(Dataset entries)
▽

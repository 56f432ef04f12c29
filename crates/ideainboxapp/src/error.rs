use crate::handoff::HandoffMethod;
use thiserror::Error;

/// Raw note text was rejected before normalization.
#[derive(Error, Debug, Clone, PartialEq, Eq)]
pub enum ValidationError {
    #[error("Invalid input: please provide text content")]
    Empty,

    #[error("Note is too short: write at least {min} characters (got {actual})")]
    TooShort { min: usize, actual: usize },

    #[error("Note is too long: limit it to {max} characters (got {actual})")]
    TooLong { max: usize, actual: usize },
}

#[derive(Error, Debug)]
pub enum InboxError {
    #[error(transparent)]
    Validation(#[from] ValidationError),

    #[error("Enhancement service error: {0}")]
    Enhancement(String),

    #[error("Could not send via {method}: {reason}")]
    Handoff {
        method: HandoffMethod,
        reason: String,
    },

    #[error("IO error: {0}")]
    Io(#[from] std::io::Error),

    #[error("Serialization error: {0}")]
    Serialization(#[from] serde_json::Error),

    #[error("Config error: {0}")]
    Config(String),

    #[error("Store error: {0}")]
    Store(String),

    #[error("Api Error: {0}")]
    Api(String),
}

impl InboxError {
    pub fn handoff(method: HandoffMethod, reason: impl Into<String>) -> Self {
        InboxError::Handoff {
            method,
            reason: reason.into(),
        }
    }

    pub fn is_validation(&self) -> bool {
        matches!(self, InboxError::Validation(_))
    }
}

pub type Result<T> = std::result::Result<T, InboxError>;
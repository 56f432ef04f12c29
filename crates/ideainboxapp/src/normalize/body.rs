//! Body formatting.
//!
//! Light markdown touch-up of the raw text:
//! - list lines are kept (`1)` numbering becomes `1.`)
//! - short lines ending in `:` become `## ` sub-headings
//! - everything else stays a plain paragraph
//!
//! Blank lines are dropped and paragraphs rejoined with one blank line between
//! them. The result always opens with a `# ` heading; the title is used when the
//! text does not start with one.

use super::title::strip_number_marker;

/// Lines ending in `:` shorter than this become sub-headings.
const SUBHEADING_MAX_LEN: usize = 50;

fn is_bullet(line: &str) -> bool {
    ["- ", "* ", "+ "].iter().any(|m| line.starts_with(m))
}

fn format_line(line: &str) -> String {
    if is_bullet(line) {
        return line.to_string();
    }
    if strip_number_marker(line).is_some() {
        let digits = line.chars().take_while(|c| c.is_ascii_digit()).count();
        let rest = &line[digits + 1..];
        return format!("{}.{}", &line[..digits], rest);
    }
    if line.ends_with(':') && line.chars().count() < SUBHEADING_MAX_LEN {
        return format!("## {}", line);
    }
    line.to_string()
}

fn with_heading(body: String, title: &str) -> String {
    if body.starts_with("# ") {
        body
    } else {
        format!("# {}\n\n{}", title, body)
    }
}

/// Formats trimmed, non-empty note text into a markdown body.
pub fn format_body(text: &str, title: &str) -> String {
    let lines: Vec<&str> = text
        .lines()
        .map(str::trim)
        .filter(|line| !line.is_empty())
        .collect();

    if lines.len() <= 1 {
        let line = lines.first().copied().unwrap_or(title);
        return format!("# {}\n\n{}", title, line);
    }

    let body = lines
        .iter()
        .map(|line| format_line(line))
        .collect::<Vec<_>>()
        .join("\n\n");
    with_heading(body, title)
}

#[cfg(test)]
mod tests {
    use super::*;

    #[test]
    fn test_single_line_is_wrapped_under_heading() {
        assert_eq!(
            format_body("Call the plumber", "Call the plumber"),
            "# Call the plumber\n\nCall the plumber"
        );
    }

    #[test]
    fn test_single_line_with_surrounding_blanks() {
        assert_eq!(format_body("\n\nonly one\n\n", "only one"), "# only one\n\nonly one");
    }

    #[test]
    fn test_paragraphs_are_separated_by_blank_lines() {
        assert_eq!(
            format_body("first\n\n\n\nsecond\nthird", "first"),
            "# first\n\nfirst\n\nsecond\n\nthird"
        );
    }

    #[test]
    fn test_lists_are_preserved() {
        let body = format_body("Shopping\n- eggs\n* bread\n+ jam\n1. one\n2) two", "Shopping");
        assert_eq!(
            body,
            "# Shopping\n\nShopping\n\n- eggs\n\n* bread\n\n+ jam\n\n1. one\n\n2. two"
        );
    }

    #[test]
    fn test_colon_lines_become_subheadings() {
        let body = format_body("Trip\nTodo:\npack bags", "Trip");
        assert_eq!(body, "# Trip\n\nTrip\n\n## Todo:\n\npack bags");
    }

    #[test]
    fn test_long_colon_lines_stay_paragraphs() {
        let long = format!("{}:", "w".repeat(60));
        let body = format_body(&format!("Intro\n{}", long), "Intro");
        assert!(body.ends_with(&format!("\n\n{}", long)));
        assert!(!body.contains("## "));
    }

    #[test]
    fn test_existing_heading_is_kept() {
        assert_eq!(
            format_body("# Big plan\nstep one", "Big plan"),
            "# Big plan\n\nstep one"
        );
    }

    #[test]
    fn test_subheading_first_still_gets_top_heading() {
        assert_eq!(
            format_body("## Notes\nbody", "Notes"),
            "# Notes\n\n## Notes\n\nbody"
        );
    }
}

△

WORK ORDER
Write down again, exactly as given, only the lines above that fall from the line with "fn format_line(line: &str)" to the line with "let rest = &line[digits + 1..];", inclusive.

SOLUTION TO THE EXERCISE
fn format_line(line: &str) -> String {
    if is_bullet(line) {
        return line.to_string();
    }
    if strip_number_marker(line).is_some() {
        let digits = line.chars().take_while(|c| c.is_ascii_digit()).count();
        let rest = &line[digits + 1..];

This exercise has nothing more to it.